According to News Agency of Nigeria, the event, which took place at the Lagos University Teaching Hospital, Idi-Araba, had its theme as, ‘Together For Babies Born Too Soon: Caring For the Future.’
Prof. Ezeaka said other causes of deaths in newborns, also called neonatal deaths, included failure to breathe at birth and severe infections at birth.
“These three conditions put together actually contribute up to 80 percent of deaths in the newborn. Why are we worried about deaths in newborns in Nigeria since the MDGs have passed and now we are looking at the Sustainable Development Goals?
“Neonatal deaths contribute up to 32 percent of all the deaths in the under-five; so, when we talk about under-five mortality and morbidity, we should know that they include deaths within the newborn period.
“These are the neonatal period.

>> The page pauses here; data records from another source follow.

pub const DEVICE_PORT: u16 = 5000;
pub const DEFAULT_GATEWAY: &str = "localhost";

pub const POLL_INTERVAL_MS: u64 = 1000;
pub const RETRY_DELAY_MS: u64 = 2000;
pub const MAX_RETRIES: u32 = 3;
pub const REQUEST_TIMEOUT_MS: u64 = 5000;

pub const WINDOW_SIZE: usize = 20;
pub const UI_TICK_RATE_MS: u64 = 250;

// Sentinel texts shown when a tick fails terminally
pub const VALUE_ERROR_TEXT: &str = "Error-Ecg-value";
pub const STATUS_ERROR_TEXT: &str = "Error-status";
pub const RESOLVE_ERROR_TEXT: &str = "Error: Unable to retrieve IP";
use std::{
    env,
    error::Error,
    sync::{
        atomic::{AtomicBool, Ordering},
        Arc, Mutex,
    },
};

mod app;
mod constants;
mod network;
mod ui;
mod util;

use app::SharedReadings;
use constants::DEFAULT_GATEWAY;
use network::{AddressSource, DeviceClient};

fn main() -> Result<(), Box<dyn Error>> {
    env_logger::init();

    // `ecg_monitor <host>` pins the device address; with no argument the
    // address is discovered through the gateway's /get_ip endpoint
    let source = match env::args().nth(1) {
        Some(host) => AddressSource::Fixed(host),
        None => AddressSource::Discover {
            gateway: DEFAULT_GATEWAY.to_string(),
        },
    };
    let source_desc = source.describe();

    let running = Arc::new(AtomicBool::new(true));
    {
        let running = Arc::clone(&running);
        ctrlc::set_handler(move || running.store(false, Ordering::SeqCst))?;
    }

    let shared = Arc::new(Mutex::new(SharedReadings::default()));
    let client = DeviceClient::new(source);
    network::start_poll_thread(client, Arc::clone(&shared), Arc::clone(&running));

    ui::run(shared, running, &source_desc)?;
    Ok(())
}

These are the babies in the first one month, the first 28 days of life and they take a big toll in these under-five deaths.
“Unless we tackle these problems, we may not be able to achieve the SDGs which are within the next 10 years,”
the expert said.
According to her, the 2030 projections have shown that unless Nigeria expedites reorientation or moves very quickly to reduce deaths within the newborn period, it may not attain the goals.
She said that projections were that at the rate Nigeria was going, it may take 110 years for the country and the whole of Sub-Saharan Africa to reach the level where the high income countries have reached.
Ezeaka said that the management of premature babies starts right from the deliveries. The specialist added:
“This section takes a lot of planning and dedication, starting with working very closely with the obstetrics departments who are with the mother. And working together to be sure that the mother is okay.’’
The professor said that LUTH was also using the occasion to celebrate a set of quadruplets (three boys and one girl) that the department delivered successfully in October 2020.
According to her, teamwork made the delivery successful with support from management and the facilities including dedicated nursing team, doctors, obstetrics team and everybody.
“The first one stayed 42 days, another one stayed for 45 days. One stayed 50 days because they had random moments of time.
“You see the breathing, sometimes you have the freedom and sometimes you have an infection that you treat. The smallest one was the one that stayed the longest 74 days,’’
Earlier, Prof. Wasiu Adeyemo, Chief Medical Advisory Committee (CMAC), LUTH, commended the LUTH team for their dedication.
Adeyemo said that the department had the support of management and would always be part of the solution.